[Saved entries]
╔══

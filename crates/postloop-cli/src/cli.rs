use chrono::{DateTime, Utc};
use clap::{Args, Parser, Subcommand};
use postloop_core::ProviderKind;
use postloop_scheduler::{Scope, Strategy};

/// postloop: recurring social-media publishing from a content library.
#[derive(Debug, Parser)]
#[command(
    name = "postloop",
    version,
    long_version = concat!(env!("CARGO_PKG_VERSION"), " (", env!("POSTLOOP_GIT_SHA"), ")"),
    about
)]
pub struct Cli {
    /// Config file (defaults to $POSTLOOP_CONFIG, then ~/.postloop/postloop.toml).
    #[arg(long, global = true)]
    pub config: Option<String>,

    #[command(subcommand)]
    pub command: Command,
}

#[derive(Debug, Subcommand)]
pub enum Command {
    /// Create the database and print its location.
    Init,
    /// Create entries for every due schedule.
    Generate,
    /// Publish PENDING entries inside the lookahead window.
    Dispatch,
    /// Re-attempt recently FAILED entries.
    Retry,
    /// generate, dispatch and retry once.
    Run,
    /// Run every `runner.tick_secs` until Ctrl-C.
    Serve,
    /// Schedule management.
    #[command(subcommand)]
    Schedule(ScheduleCommand),
    /// Content library and one-off posts.
    #[command(subcommand)]
    Post(PostCommand),
    /// Dispatch entry management.
    #[command(subcommand)]
    Entry(EntryCommand),
    /// Provider credentials.
    #[command(subcommand)]
    Credential(CredentialCommand),
}

#[derive(Debug, Args)]
pub struct UserArg {
    /// Owning user id.
    #[arg(long)]
    pub user: String,
}

#[derive(Debug, Subcommand)]
pub enum ScheduleCommand {
    /// Create a recurring schedule.
    Create {
        #[command(flatten)]
        user: UserArg,
        #[arg(long)]
        name: String,
        /// Recurrence rule, e.g. "FREQ=DAILY;BYHOUR=9;BYMINUTE=30".
        #[arg(long)]
        rule: String,
        /// IANA timezone the rule is evaluated in.
        #[arg(long, default_value = "UTC")]
        timezone: String,
        /// random, newest_first or oldest_first.
        #[arg(long, default_value = "oldest_first")]
        strategy: Strategy,
        /// all or selected.
        #[arg(long, default_value = "all")]
        scope: Scope,
        /// Start a new cycle automatically once every post was published.
        #[arg(long)]
        auto_reset: bool,
        /// Post to include in a selected-scope pool. Repeatable.
        #[arg(long = "post")]
        posts: Vec<String>,
    },
    /// List a user's schedules.
    List {
        #[command(flatten)]
        user: UserArg,
    },
    /// Show a schedule and its cycle progress.
    Show { id: String },
    /// List a schedule's dispatch entries.
    Entries { id: String },
    /// Replace the selected-scope pool.
    Select {
        id: String,
        #[arg(long = "post")]
        posts: Vec<String>,
    },
    /// Start a new content cycle now.
    Reset { id: String },
    Pause { id: String },
    Resume { id: String },
    Delete { id: String },
}

#[derive(Debug, Subcommand)]
pub enum PostCommand {
    /// Add or replace a post in the content library.
    Add {
        #[command(flatten)]
        user: UserArg,
        /// Post id (a new UUID when omitted).
        #[arg(long)]
        id: Option<String>,
        #[arg(long)]
        caption: Option<String>,
        /// Public media URL. Repeatable; the first one is published.
        #[arg(long = "asset")]
        assets: Vec<String>,
        /// Provider-specific text, `provider=text`. Repeatable.
        #[arg(long = "text", value_parser = parse_provider_text)]
        texts: Vec<(ProviderKind, String)>,
    },
    /// Publish a post on the next dispatch.
    Now {
        #[command(flatten)]
        user: UserArg,
        post_id: String,
    },
    /// Publish a post once at a given time.
    Once {
        #[command(flatten)]
        user: UserArg,
        post_id: String,
        /// RFC 3339 timestamp, e.g. 2026-05-01T09:00:00Z.
        #[arg(long)]
        at: DateTime<Utc>,
    },
}

#[derive(Debug, Subcommand)]
pub enum EntryCommand {
    Show { id: String },
    /// Cancel a PENDING entry.
    Cancel { id: String },
}

#[derive(Debug, Subcommand)]
pub enum CredentialCommand {
    /// Store credentials, e.g. `--provider telegram bot_token=... chat_id=...`.
    Set {
        #[command(flatten)]
        user: UserArg,
        #[arg(long)]
        provider: ProviderKind,
        #[arg(value_parser = parse_key_value, required = true)]
        fields: Vec<(String, String)>,
    },
    Remove {
        #[command(flatten)]
        user: UserArg,
        #[arg(long)]
        provider: ProviderKind,
    },
}

fn parse_key_value(raw: &str) -> Result<(String, String), String> {
    let (key, value) = raw
        .split_once('=')
        .ok_or_else(|| format!("expected KEY=VALUE, got {raw:?}"))?;
    if key.trim().is_empty() {
        return Err(format!("empty key in {raw:?}"));
    }
    Ok((key.trim().to_string(), value.to_string()))
}

fn parse_provider_text(raw: &str) -> Result<(ProviderKind, String), String> {
    let (provider, text) = parse_key_value(raw)?;
    let kind = provider.parse::<ProviderKind>().map_err(|e| e.to_string())?;
    Ok((kind, text))
}
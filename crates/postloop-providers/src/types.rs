use std::collections::BTreeMap;

use postloop_core::ProviderKind;
use serde::{Deserialize, Serialize};

use crate::error::ProviderError;

/// Secret material for one (user, provider) pair, stored as a flat JSON object.
///
/// `Debug` is implemented by hand so tokens never end up in logs.
#[derive(Clone, Default, PartialEq, Eq, Serialize, Deserialize)]
#[serde(transparent)]
pub struct Credentials(pub BTreeMap<String, String>);

impl Credentials {
    pub fn new() -> Self {
        Self::default()
    }

    pub fn with(mut self, key: &str, value: impl Into<String>) -> Self {
        self.0.insert(key.to_string(), value.into());
        self
    }

    pub fn get(&self, key: &str) -> Option<&str> {
        self.0.get(key).map(String::as_str)
    }

    /// Return a non-empty field or an [`ProviderError::InvalidCredentials`].
    pub fn require(&self, key: &str) -> Result<&str, ProviderError> {
        self.get(key)
            .filter(|v| !v.trim().is_empty())
            .ok_or_else(|| ProviderError::InvalidCredentials(format!("missing `{key}`")))
    }

    pub fn keys(&self) -> impl Iterator<Item = &str> {
        self.0.keys().map(String::as_str)
    }
}

impl std::fmt::Debug for Credentials {
    fn fmt(&self, f: &mut std::fmt::Formatter<'_>) -> std::fmt::Result {
        f.debug_set().entries(self.keys()).finish()
    }
}

/// Proof of a successful publish, as reported by the platform.
#[derive(Debug, Clone, PartialEq, Eq, Serialize, Deserialize)]
pub struct Receipt {
    pub provider: ProviderKind,
    /// Platform-native id of the created message or status.
    #[serde(default, skip_serializing_if = "Option::is_none")]
    pub remote_id: Option<String>,
    #[serde(default, skip_serializing_if = "Option::is_none")]
    pub url: Option<String>,
}

impl Receipt {
    pub fn new(provider: ProviderKind) -> Self {
        Self {
            provider,
            remote_id: None,
            url: None,
        }
    }
}
//! Mastodon adapter: uploads the first asset, then creates a status.
//!
//! Credentials: `instance_url`, `access_token`.

use std::time::Duration;

use async_trait::async_trait;
use postloop_core::{config::MastodonConfig, ContentItem, MediaAsset, ProviderKind};
use reqwest::multipart::{Form, Part};
use serde::Deserialize;
use tracing::debug;

use crate::{
    error::ProviderError,
    http::{build_client, check_status},
    provider::Provider,
    types::{Credentials, Receipt},
};

/// Default status length limit on stock Mastodon instances.
const STATUS_MAX: usize = 500;

pub struct MastodonProvider {
    client: reqwest::Client,
    visibility: String,
}

impl MastodonProvider {
    pub fn new(config: &MastodonConfig, timeout: Duration) -> Self {
        Self {
            client: build_client(timeout),
            visibility: config.visibility.clone(),
        }
    }

    /// Fetch the asset bytes and upload them as a media attachment.
    async fn upload_media(
        &self,
        instance: &str,
        token: &str,
        asset: &MediaAsset,
    ) -> Result<String, ProviderError> {
        let download = self.client.get(&asset.url).send().await?;
        let download = check_status(download, "mastodon-media-fetch").await?;
        let mime = asset
            .mime_type
            .clone()
            .or_else(|| {
                download
                    .headers()
                    .get(reqwest::header::CONTENT_TYPE)
                    .and_then(|v| v.to_str().ok())
                    .map(String::from)
            })
            .unwrap_or_else(|| "application/octet-stream".to_string());
        let bytes = download.bytes().await?;

        let part = Part::bytes(bytes.to_vec())
            .file_name(file_name(&asset.url))
            .mime_str(&mime)?;
        let mut form = Form::new().part("file", part);
        if let Some(alt) = asset.alt_text.clone() {
            form = form.text("description", alt);
        }

        let resp = self
            .client
            .post(format!("{instance}/api/v2/media"))
            .bearer_auth(token)
            .multipart(form)
            .send()
            .await?;
        let media: MediaResponse = check_status(resp, "mastodon")
            .await?
            .json()
            .await
            .map_err(ProviderError::decode)?;
        Ok(media.id)
    }
}

#[derive(Debug, Deserialize)]
struct MediaResponse {
    id: String,
}

#[derive(Debug, Deserialize)]
struct StatusResponse {
    id: String,
    #[serde(default)]
    url: Option<String>,
}

/// Last path segment of `url`, used as the upload file name.
fn file_name(url: &str) -> String {
    url.split(['?', '#'])
        .next()
        .and_then(|path| path.rsplit('/').next())
        .filter(|name| !name.is_empty())
        .unwrap_or("upload")
        .to_string()
}

fn status_text(item: &ContentItem) -> String {
    item.text_for(ProviderKind::Mastodon)
        .unwrap_or_default()
        .chars()
        .take(STATUS_MAX)
        .collect()
}

#[async_trait]
impl Provider for MastodonProvider {
    fn kind(&self) -> ProviderKind {
        ProviderKind::Mastodon
    }

    async fn publish(
        &self,
        item: &ContentItem,
        credentials: &Credentials,
    ) -> Result<Receipt, ProviderError> {
        let instance = credentials.require("instance_url")?.trim_end_matches('/');
        let token = credentials.require("access_token")?;
        let status = status_text(item);

        let mut fields: Vec<(&str, String)> = vec![("visibility", self.visibility.clone())];
        if let Some(asset) = item.primary_asset() {
            let media_id = self.upload_media(instance, token, asset).await?;
            fields.push(("media_ids[]", media_id));
        } else if status.trim().is_empty() {
            return Err(ProviderError::NothingToPublish(format!(
                "post {} has no deliverable asset or text",
                item.id
            )));
        }
        if !status.is_empty() {
            fields.push(("status", status));
        }

        debug!(post_id = %item.id, instance, "publishing Mastodon status");

        let resp = self
            .client
            .post(format!("{instance}/api/v1/statuses"))
            .bearer_auth(token)
            .form(&fields)
            .send()
            .await?;
        let created: StatusResponse = check_status(resp, "mastodon")
            .await?
            .json()
            .await
            .map_err(ProviderError::decode)?;

        Ok(Receipt {
            provider: ProviderKind::Mastodon,
            remote_id: Some(created.id),
            url: created.url,
        })
    }
}
use std::process::Command;

/// `git rev-parse --short HEAD`, or `None` outside a checkout.
fn git_revision() -> Option<String> {
    let out = Command::new("git")
        .args(["rev-parse", "--short", "HEAD"])
        .output()
        .ok()?;
    if !out.status.success() {
        return None;
    }
    let rev = String::from_utf8(out.stdout).ok()?;
    Some(rev.trim().to_owned()).filter(|r| !r.is_empty())
}

fn main() {
    let rev = git_revision().unwrap_or_else(|| "unknown".to_owned());
    println!("cargo:rustc-env=POSTLOOP_GIT_SHA={rev}");
    println!("cargo:rerun-if-changed=../../.git/HEAD");
}
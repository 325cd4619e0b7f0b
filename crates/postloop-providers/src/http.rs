//! HTTP plumbing shared by the adapters.

use std::time::Duration;

use reqwest::{Response, StatusCode};
use tracing::warn;

use crate::error::ProviderError;

const USER_AGENT: &str = concat!("postloop/", env!("CARGO_PKG_VERSION"));
/// Fallback when a 429 carries no usable `retry-after`.
const DEFAULT_RETRY_AFTER_MS: u64 = 5_000;

/// Build the client every adapter uses. Falls back to the default client if
/// the TLS backend cannot be configured with a timeout.
pub fn build_client(timeout: Duration) -> reqwest::Client {
    reqwest::Client::builder()
        .timeout(timeout)
        .user_agent(USER_AGENT)
        .build()
        .unwrap_or_else(|e| {
            warn!(error = %e, "failed to build HTTP client with timeout, using defaults");
            reqwest::Client::new()
        })
}

/// Map a non-success response onto the provider error taxonomy.
pub async fn check_status(resp: Response, provider: &str) -> Result<Response, ProviderError> {
    let status = resp.status();
    if status.is_success() {
        return Ok(resp);
    }

    if status == StatusCode::TOO_MANY_REQUESTS {
        let retry = resp
            .headers()
            .get("retry-after")
            .and_then(|v| v.to_str().ok())
            .and_then(|v| v.parse::<u64>().ok())
            .map(|s| s * 1000)
            .unwrap_or(DEFAULT_RETRY_AFTER_MS);
        return Err(ProviderError::RateLimited {
            retry_after_ms: retry,
        });
    }

    let text = resp.text().await.unwrap_or_default();
    warn!(provider, status = status.as_u16(), body = %text, "provider API error");

    if status == StatusCode::UNAUTHORIZED || status == StatusCode::FORBIDDEN {
        return Err(ProviderError::AuthFailed(truncate(&text)));
    }
    Err(ProviderError::Rejected {
        status: status.as_u16(),
        message: truncate(&text),
    })
}

/// Keep error bodies short enough to store in `error_message`.
pub(crate) fn truncate(text: &str) -> String {
    const MAX: usize = 300;
    let text = text.trim();
    if text.chars().count() <= MAX {
        return text.to_string();
    }
    let mut out: String = text.chars().take(MAX).collect();
    out.push('…');
    out
}

#[cfg(test)]
mod tests {
    use super::*;

    #[test]
    fn truncate_keeps_short_text() {
        assert_eq!(truncate("  bad request "), "bad request");
    }

    #[test]
    fn truncate_caps_long_text() {
        let long = "x".repeat(1000);
        let out = truncate(&long);
        assert_eq!(out.chars().count(), 301);
        assert!(out.ends_with('…'));
    }
}
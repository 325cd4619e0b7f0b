//! Process-wide pacing of outbound provider calls.

use std::sync::Mutex;
use std::time::Duration;

use async_trait::async_trait;
use tokio::time::Instant;

/// A shared budget every provider call must pass through.
#[async_trait]
pub trait RateGate: Send + Sync {
    /// Wait until the caller may start one provider call.
    async fn acquire(&self);
}

/// Fixed minimum spacing between the *starts* of consecutive calls.
///
/// Callers reserve a slot under a short lock and then sleep outside it, so a
/// slow provider call never blocks the next caller beyond its own slot.
pub struct IntervalGate {
    spacing: Duration,
    next_slot: Mutex<Option<Instant>>,
}

impl IntervalGate {
    pub fn new(spacing: Duration) -> Self {
        Self {
            spacing,
            next_slot: Mutex::new(None),
        }
    }

    fn reserve(&self) -> Instant {
        let mut next = self.next_slot.lock().unwrap_or_else(|p| p.into_inner());
        let now = Instant::now();
        let slot = next.map_or(now, |n| n.max(now));
        *next = Some(slot + self.spacing);
        slot
    }
}

#[async_trait]
impl RateGate for IntervalGate {
    async fn acquire(&self) {
        let slot = self.reserve();
        tokio::time::sleep_until(slot).await;
    }
}

/// Gate that never waits.
pub struct NoGate;

#[async_trait]
impl RateGate for NoGate {
    async fn acquire(&self) {}
}

#[cfg(test)]
mod tests {
    use std::sync::Arc;

    use super::*;

    fn assert_near(actual: Duration, expected: Duration) {
        let slack = Duration::from_millis(5);
        assert!(
            actual >= expected && actual <= expected + slack,
            "expected ~{expected:?}, got {actual:?}"
        );
    }

    #[tokio::test(start_paused = true)]
    async fn consecutive_calls_are_spaced() {
        let gate = IntervalGate::new(Duration::from_millis(500));
        let start = Instant::now();
        gate.acquire().await;
        assert_near(start.elapsed(), Duration::ZERO);
        gate.acquire().await;
        gate.acquire().await;
        assert_near(start.elapsed(), Duration::from_millis(1000));
    }

    #[tokio::test(start_paused = true)]
    async fn idle_time_is_not_banked() {
        let gate = IntervalGate::new(Duration::from_millis(500));
        gate.acquire().await;
        tokio::time::sleep(Duration::from_secs(5)).await;
        let before = Instant::now();
        gate.acquire().await;
        gate.acquire().await;
        assert_near(before.elapsed(), Duration::from_millis(500));
    }

    #[tokio::test(start_paused = true)]
    async fn concurrent_callers_get_distinct_slots() {
        let gate = Arc::new(IntervalGate::new(Duration::from_millis(100)));
        let start = Instant::now();
        let handles: Vec<_> = (0..4)
            .map(|_| {
                let gate = Arc::clone(&gate);
                tokio::spawn(async move {
                    gate.acquire().await;
                    start.elapsed()
                })
            })
            .collect();
        let mut waits = Vec::new();
        for h in handles {
            waits.push(h.await.unwrap());
        }
        waits.sort();
        for (i, wait) in waits.into_iter().enumerate() {
            assert_near(wait, Duration::from_millis(100 * i as u64));
        }
    }
}
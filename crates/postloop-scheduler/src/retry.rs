use std::sync::Arc;

use chrono::{DateTime, Duration, Utc};
use tracing::{debug, info, warn};

use crate::{
    dispatch::{log_outcome, EntryPublisher},
    error::Result,
    lock::{lock_key, ScheduleLock},
    store::Store,
    types::EntryStatus,
};

/// Re-attempts FAILED entries while their first failure is recent.
pub struct RetryManager {
    store: Store,
    publisher: Arc<EntryPublisher>,
    lock: Arc<dyn ScheduleLock>,
}

impl RetryManager {
    pub fn new(store: Store, publisher: Arc<EntryPublisher>, lock: Arc<dyn ScheduleLock>) -> Self {
        Self {
            store,
            publisher,
            lock,
        }
    }

    /// Retry up to `batch_limit` entries that first failed within `window`
    /// of `now`. Entries that fail again stay FAILED and age out of the
    /// window. Returns the number retried.
    pub async fn retry_recent(
        &self,
        now: DateTime<Utc>,
        window: Duration,
        batch_limit: usize,
    ) -> Result<usize> {
        let candidates = self.store.failed_since(now - window, batch_limit)?;
        let mut retried = 0;

        for entry in candidates {
            let Some(_guard) = self.lock.try_acquire(&lock_key("retry", &entry.id)) else {
                debug!(entry_id = %entry.id, "entry busy; skipped");
                continue;
            };
            debug!(entry_id = %entry.id, attempts = entry.attempts, "retrying failed entry");

            let attempt = match self.publisher.attempt(&entry).await {
                Ok(a) => a,
                Err(e) => {
                    warn!(entry_id = %entry.id, "retry failed: {e}");
                    continue;
                }
            };
            match self
                .publisher
                .record(&self.store, &entry, EntryStatus::Failed, &attempt, now)
            {
                Ok(true) => {
                    retried += 1;
                    log_outcome(&entry, &attempt, "retry");
                }
                Ok(false) => {}
                Err(e) => warn!(entry_id = %entry.id, "could not record retry outcome: {e}"),
            }
        }

        if retried > 0 {
            info!(count = retried, "failed entries retried");
        }
        Ok(retried)
    }
}
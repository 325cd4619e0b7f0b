use postloop_core::{ContentItem, UserId};
use rusqlite::{params, OptionalExtension, Row};
use tracing::info;

use crate::{
    db::{fmt_ts, parse_ts},
    error::Result,
    store::Store,
};

/// Read access to the user's content library.
///
/// The scheduling core never writes posts; the SQLite implementation on
/// [`Store`] also offers [`Store::insert_item`] for local administration.
pub trait ContentStore: Send + Sync {
    /// Every item owned by `user`.
    fn list_items(&self, user: &UserId) -> Result<Vec<ContentItem>>;

    fn get_item(&self, id: &str) -> Result<Option<ContentItem>>;
}

type PostRow = (String, String, Option<String>, String, String, String);

fn read_row(row: &Row<'_>) -> rusqlite::Result<PostRow> {
    Ok((
        row.get(0)?,
        row.get(1)?,
        row.get(2)?,
        row.get(3)?,
        row.get(4)?,
        row.get(5)?,
    ))
}

fn decode((id, user_id, caption, assets, texts, created_at): PostRow) -> Result<ContentItem> {
    Ok(ContentItem {
        id,
        user_id: UserId(user_id),
        caption,
        assets: serde_json::from_str(&assets)?,
        texts: serde_json::from_str(&texts)?,
        created_at: parse_ts(&created_at)?,
    })
}

impl Store {
    /// Insert or replace a content item.
    pub fn insert_item(&self, item: &ContentItem) -> Result<()> {
        let assets = serde_json::to_string(&item.assets)?;
        let texts = serde_json::to_string(&item.texts)?;
        self.db().execute(
            "INSERT INTO posts (id, user_id, caption, assets, texts, created_at)
             VALUES (?1, ?2, ?3, ?4, ?5, ?6)
             ON CONFLICT(id) DO UPDATE SET
                caption = excluded.caption, assets = excluded.assets, texts = excluded.texts",
            params![
                item.id,
                item.user_id.as_str(),
                item.caption,
                assets,
                texts,
                fmt_ts(item.created_at)
            ],
        )?;
        info!(post_id = %item.id, user_id = %item.user_id, "post stored");
        Ok(())
    }
}

impl ContentStore for Store {
    fn list_items(&self, user: &UserId) -> Result<Vec<ContentItem>> {
        let rows: Vec<PostRow> = {
            let db = self.db();
            let mut stmt = db.prepare_cached(
                "SELECT id, user_id, caption, assets, texts, created_at
                 FROM posts WHERE user_id = ?1 ORDER BY created_at, id",
            )?;
            let rows = stmt
                .query_map([user.as_str()], read_row)?
                .collect::<rusqlite::Result<_>>()?;
            rows
        };
        rows.into_iter().map(decode).collect()
    }

    fn get_item(&self, id: &str) -> Result<Option<ContentItem>> {
        let row = self
            .db()
            .query_row(
                "SELECT id, user_id, caption, assets, texts, created_at FROM posts WHERE id = ?1",
                [id],
                read_row,
            )
            .optional()?;
        row.map(decode).transpose()
    }
}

╚══

Exercise: Your task is to copy each line of the entries that includes the word "never".

Solved exercise:
/// `Debug` is implemented by hand so tokens never end up in logs.
/// slow provider call never blocks the next caller beyond its own slot.
/// Gate that never waits.
/// The scheduling core never writes posts; the SQLite implementation on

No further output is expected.